On the People We Live With

As I mentioned in a recent paper, we live in a Senior Village. The accommodations are between a fine hotel and a resort, but neither. Yet, it is unique. The corporation that owns and operates this complex has others around the country. They are all available to us if visiting any of those locations is on our mind. Next door to us is a total care facility. Assisted care is not offered here, but we live as well as possible for people of our ages.

The beauty of this place, which is called Revel, are all the people that live here and the staff of professionals who manage it. While the people who manage Revel do it superbly, I’ve chosen to write about the people who have elected to live here.

We reserved our apartment about two and a half years ago, joining some thirty-plus other people who had also committed. Most were primarily single, as there were fewer couples. Since then, it has grown steadily to about 135 residents and a long list of those waiting for apartments to open up. Interestingly, most living here are from back east with children in their 60s and 70s who live here and in Lake Tahoe. Many also have grandchildren here. So, in general, it all allows these families to remain close to each other. Always a good thing.
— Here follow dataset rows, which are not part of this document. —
use serde::{Deserialize, Serialize};
use std::fmt;

/// A pet profile presented for swiping.
///
/// Pets are immutable reference data for the lifetime of a swipe session.
/// They are loaded whole from the static dataset at session start and are
/// never persisted themselves; only decisions about them are.
#[derive(Debug, Clone, PartialEq, Serialize, Deserialize)]
pub struct Pet {
    pub id: String,
    pub name: String,
    /// Age descriptor as shown on the card (e.g. "2 years", "6 months")
    pub age: String,
    /// Type of animal (e.g. "Dog", "Cat")
    pub species: String,
    /// Breed tag, if known (e.g. "Australian Shepherd")
    pub breed: Option<String>,
    pub description: String,
    /// One or more photo URLs; the first is the card photo
    pub photos: Vec<String>,
    /// Whether this pet is shelter-sourced or from a private owner
    pub is_shelter: bool,
    /// Shelter name, only present for shelter-sourced pets
    pub shelter_name: Option<String>,
    /// Whether the shelter has been verified
    pub shelter_verified: bool,
    /// Short label/value facts shown on the profile card
    pub facts: Vec<PetFact>,
}

/// A short label/value fact about a pet (e.g. "Energy" / "High")
#[derive(Debug, Clone, PartialEq, Serialize, Deserialize)]
pub struct PetFact {
    pub label: String,
    pub value: String,
}

/// The kind of decision a swipe resolves to
#[derive(Debug, Clone, Copy, PartialEq, Eq, Serialize, Deserialize)]
#[serde(rename_all = "snake_case")]
pub enum DecisionKind {
    /// Left swipe - not interested
    Reject,
    /// Right swipe - interested
    Accept,
    /// Upward fling - strong interest
    SuperAccept,
}

impl DecisionKind {
    /// Whether this decision expresses interest in the pet
    pub fn is_accepting(&self) -> bool {
        matches!(self, DecisionKind::Accept | DecisionKind::SuperAccept)
    }
}

impl fmt::Display for DecisionKind {
    fn fmt(&self, f: &mut fmt::Formatter<'_>) -> fmt::Result {
        match self {
            DecisionKind::Reject => write!(f, "reject"),
            DecisionKind::Accept => write!(f, "accept"),
            DecisionKind::SuperAccept => write!(f, "super_accept"),
        }
    }
}

/// A single recorded swipe on one pet
#[derive(Debug, Clone, PartialEq, Serialize, Deserialize)]
pub struct SwipeDecision {
    /// ID of the pet that was swiped on
    pub pet_id: String,
    pub kind: DecisionKind,
    /// When the swipe happened (milliseconds since epoch)
    pub timestamp: i64,
}

/// A persisted swipe decision together with its mutuality outcome.
///
/// Records are append-only: one per decision, never updated or deleted.
/// Re-deciding on the same pet produces a second record; no dedup is done.
#[derive(Debug, Clone, PartialEq, Serialize, Deserialize)]
pub struct MatchRecord {
    pub pet_id: String,
    pub kind: DecisionKind,
    /// When the swipe happened (milliseconds since epoch)
    pub timestamp: i64,
    /// Whether the decision became a mutual match (enables messaging)
    pub is_mutual: bool,
}

impl MatchRecord {
    pub fn from_decision(decision: &SwipeDecision, is_mutual: bool) -> Self {
        MatchRecord {
            pet_id: decision.pet_id.clone(),
            kind: decision.kind,
            timestamp: decision.timestamp,
            is_mutual,
        }
    }
}

/// Delivery status of a message.
///
/// Status is set once at creation and never advanced by any in-app process.
#[derive(Debug, Clone, Copy, PartialEq, Eq, Serialize, Deserialize)]
#[serde(rename_all = "snake_case")]
pub enum MessageStatus {
    Sent,
    Delivered,
    Read,
}

/// Message ID in format: "message::epoch_millis"
#[derive(Debug, Clone, PartialEq, Serialize, Deserialize)]
pub struct Message {
    pub id: String,
    pub body: String,
    /// When the message was created (milliseconds since epoch)
    pub timestamp: i64,
    /// Whether this message was sent by the user or the counterparty
    pub from_user: bool,
    pub status: MessageStatus,
    /// Attachment URLs, usually photos
    pub attachments: Vec<String>,
}

impl Message {
    /// Generate a message ID based on timestamp
    pub fn generate_id(epoch_millis: i64) -> String {
        format!("message::{}", epoch_millis)
    }

    /// Parse a message ID to extract the timestamp
    pub fn parse_id(id: &str) -> Result<i64, MessageIdError> {
        let parts: Vec<&str> = id.split("::").collect();
        if parts.len() != 2 || parts[0] != "message" {
            return Err(MessageIdError::InvalidFormat);
        }

        parts[1]
            .parse::<i64>()
            .map_err(|_| MessageIdError::InvalidTimestamp)
    }
}

#[derive(Debug, Clone, PartialEq)]
pub enum MessageIdError {
    InvalidFormat,
    InvalidTimestamp,
}

impl fmt::Display for MessageIdError {
    fn fmt(&self, f: &mut fmt::Formatter<'_>) -> fmt::Result {
        match self {
            MessageIdError::InvalidFormat => write!(f, "Invalid message ID format"),
            MessageIdError::InvalidTimestamp => write!(f, "Invalid timestamp in message ID"),
        }
    }
}

impl std::error::Error for MessageIdError {}

/// The message thread associated with one pet.
///
/// Keyed 1:1 by pet ID. Messages are append-only and stored in insertion
/// order, which equals chronological order because appends are serialized
/// by the single active session.
#[derive(Debug, Clone, PartialEq, Serialize, Deserialize)]
pub struct Conversation {
    pub pet_id: String,
    pub messages: Vec<Message>,
    /// Timestamp of the most recent message, cached for list sorting.
    /// Unset until the first message is appended.
    pub last_message_time: Option<i64>,
}

impl Conversation {
    /// Create an empty conversation for a pet
    pub fn empty(pet_id: &str) -> Self {
        Conversation {
            pet_id: pet_id.to_string(),
            messages: Vec::new(),
            last_message_time: None,
        }
    }
}

/// User-chosen discovery filters.
///
/// A singleton record: any field change replaces the whole record.
#[derive(Debug, Clone, PartialEq, Serialize, Deserialize)]
pub struct Preferences {
    /// Acceptable species (e.g. ["Dog", "Cat"])
    pub pet_types: Vec<String>,
    /// Inclusive lower bound of acceptable pet age in years
    pub age_min: u32,
    /// Inclusive upper bound of acceptable pet age in years
    pub age_max: u32,
    /// Inclusive maximum distance in miles
    pub max_distance: u32,
    pub notifications_enabled: bool,
}

impl Default for Preferences {
    fn default() -> Self {
        Preferences {
            pet_types: vec!["Dog".to_string(), "Cat".to_string()],
            age_min: 0,
            age_max: 10,
            max_distance: 25,
            notifications_enabled: true,
        }
    }
}

/// The signed-in user, as reported by the authentication provider
#[derive(Debug, Clone, PartialEq, Serialize, Deserialize)]
pub struct UserIdentity {
    pub user_id: String,
    pub email: String,
}

/// Request to append a user message to a conversation
#[derive(Debug, Clone, PartialEq, Serialize, Deserialize)]
pub struct SendMessageRequest {
    pub body: String,
    /// Attachment URLs, usually photos
    pub attachments: Vec<String>,
}

#[derive(Debug, Clone, PartialEq, Serialize, Deserialize)]
pub struct ConversationListResponse {
    pub conversations: Vec<Conversation>,
}

#[derive(Debug, Clone, PartialEq, Serialize, Deserialize)]
pub struct UpdatePreferencesResponse {
    pub preferences: Preferences,
    pub success_message: String,
}
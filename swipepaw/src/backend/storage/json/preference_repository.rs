//! # Preference Repository
//!
//! Persists the singleton preferences record under the `preferences` key.
//! The record is always replaced wholesale; no history is kept.

use anyhow::Result;
use async_trait::async_trait;
use log::debug;
use serde::{Deserialize, Serialize};
use shared::Preferences;

use super::connection::JsonConnection;
use crate::backend::storage::PreferenceStorage;

const PREFERENCES_KEY: &str = "preferences";
const SCHEMA_VERSION: u32 = 1;

/// On-disk envelope for the preferences record
#[derive(Debug, Serialize, Deserialize)]
struct PreferencesFile {
    schema_version: u32,
    preferences: Preferences,
}

/// JSON-backed preference repository
#[derive(Clone)]
pub struct PreferenceRepository {
    connection: JsonConnection,
}

impl PreferenceRepository {
    pub fn new(connection: JsonConnection) -> Self {
        Self { connection }
    }
}

#[async_trait]
impl PreferenceStorage for PreferenceRepository {
    async fn get_preferences(&self) -> Result<Option<Preferences>> {
        match self.connection.read_key(PREFERENCES_KEY)? {
            Some(value) => {
                let file: PreferencesFile = serde_json::from_str(&value)?;
                if file.schema_version != SCHEMA_VERSION {
                    anyhow::bail!(
                        "Unsupported preferences schema version: {} (expected {})",
                        file.schema_version,
                        SCHEMA_VERSION
                    );
                }
                Ok(Some(file.preferences))
            }
            None => Ok(None),
        }
    }

    async fn store_preferences(&self, preferences: &Preferences) -> Result<()> {
        let file = PreferencesFile {
            schema_version: SCHEMA_VERSION,
            preferences: preferences.clone(),
        };
        let value = serde_json::to_string(&file)?;
        self.connection.write_key(PREFERENCES_KEY, &value)?;

        debug!("Persisted preferences record");
        Ok(())
    }
}

#[cfg(test)]
mod tests {
    use super::*;
    use crate::backend::storage::json::test_utils::TestEnvironment;

    #[tokio::test]
    async fn test_unsaved_preferences_are_none() {
        let env = TestEnvironment::new().await.expect("Failed to create test environment");
        let repository = PreferenceRepository::new(env.connection.clone());

        let preferences = repository.get_preferences().await.expect("Failed to get");
        assert!(preferences.is_none());
    }

    #[tokio::test]
    async fn test_store_then_get_round_trips() {
        let env = TestEnvironment::new().await.expect("Failed to create test environment");
        let repository = PreferenceRepository::new(env.connection.clone());

        let preferences = Preferences {
            pet_types: vec!["Cat".to_string()],
            age_min: 1,
            age_max: 5,
            max_distance: 50,
            notifications_enabled: false,
        };
        repository.store_preferences(&preferences).await.expect("Failed to store");

        let loaded = repository.get_preferences().await.expect("Failed to get");
        assert_eq!(loaded, Some(preferences));
    }

    #[tokio::test]
    async fn test_store_replaces_whole_record() {
        let env = TestEnvironment::new().await.expect("Failed to create test environment");
        let repository = PreferenceRepository::new(env.connection.clone());

        repository
            .store_preferences(&Preferences::default())
            .await
            .expect("Failed to store defaults");

        let mut updated = Preferences::default();
        updated.max_distance = 5;
        repository.store_preferences(&updated).await.expect("Failed to store update");

        let loaded = repository.get_preferences().await.expect("Failed to get");
        assert_eq!(loaded, Some(updated));
    }

    #[tokio::test]
    async fn test_unknown_schema_version_is_an_error() {
        let env = TestEnvironment::new().await.expect("Failed to create test environment");
        env.connection
            .write_key(
                PREFERENCES_KEY,
                "{\"schema_version\":7,\"preferences\":{\"pet_types\":[],\"age_min\":0,\"age_max\":1,\"max_distance\":1,\"notifications_enabled\":true}}",
            )
            .expect("Failed to seed file");

        let repository = PreferenceRepository::new(env.connection.clone());
        assert!(repository.get_preferences().await.is_err());
    }
}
While many residents are retired teachers of every grade level, there are also many former engineers, technical specialists, and various professionals. Getting people to talk about their histories is easy, probably because we are good listeners and sincerely want to hear their stories. As I’ve always maintained, the more people become comfortable and feel safe, they share.

It’s not a one-way street. We also share our stories if others are interested. Politics, the state of our country, and the world often lead to wonderful discussions. In some cases, the ability to have meaningful conversations can also depend on whether people are trapped by their belief systems. I’ll write more about the people to come.

Sy

More on Aging, Revisited

When I’ve written about aging, I am writing about my experiences that are taking place in the present. It’s what I am feeling, thinking, and doing. This paper is about where and how we live and the people we live with. Our senior complex has about 125 apartments, which are either studios or one and two-bedrooms. The building is four stories tall, with the west side facing the Sierras and Mt Rose, offering a complete and beautiful view. The east side faces a Blvd and Freeway that heads north and south. On the north side is a small forest, while the south side borders a short street leading into a small but nice shopping center. Having lived in Reno and its proximity for 42 years, I believe this location is as good as it gets.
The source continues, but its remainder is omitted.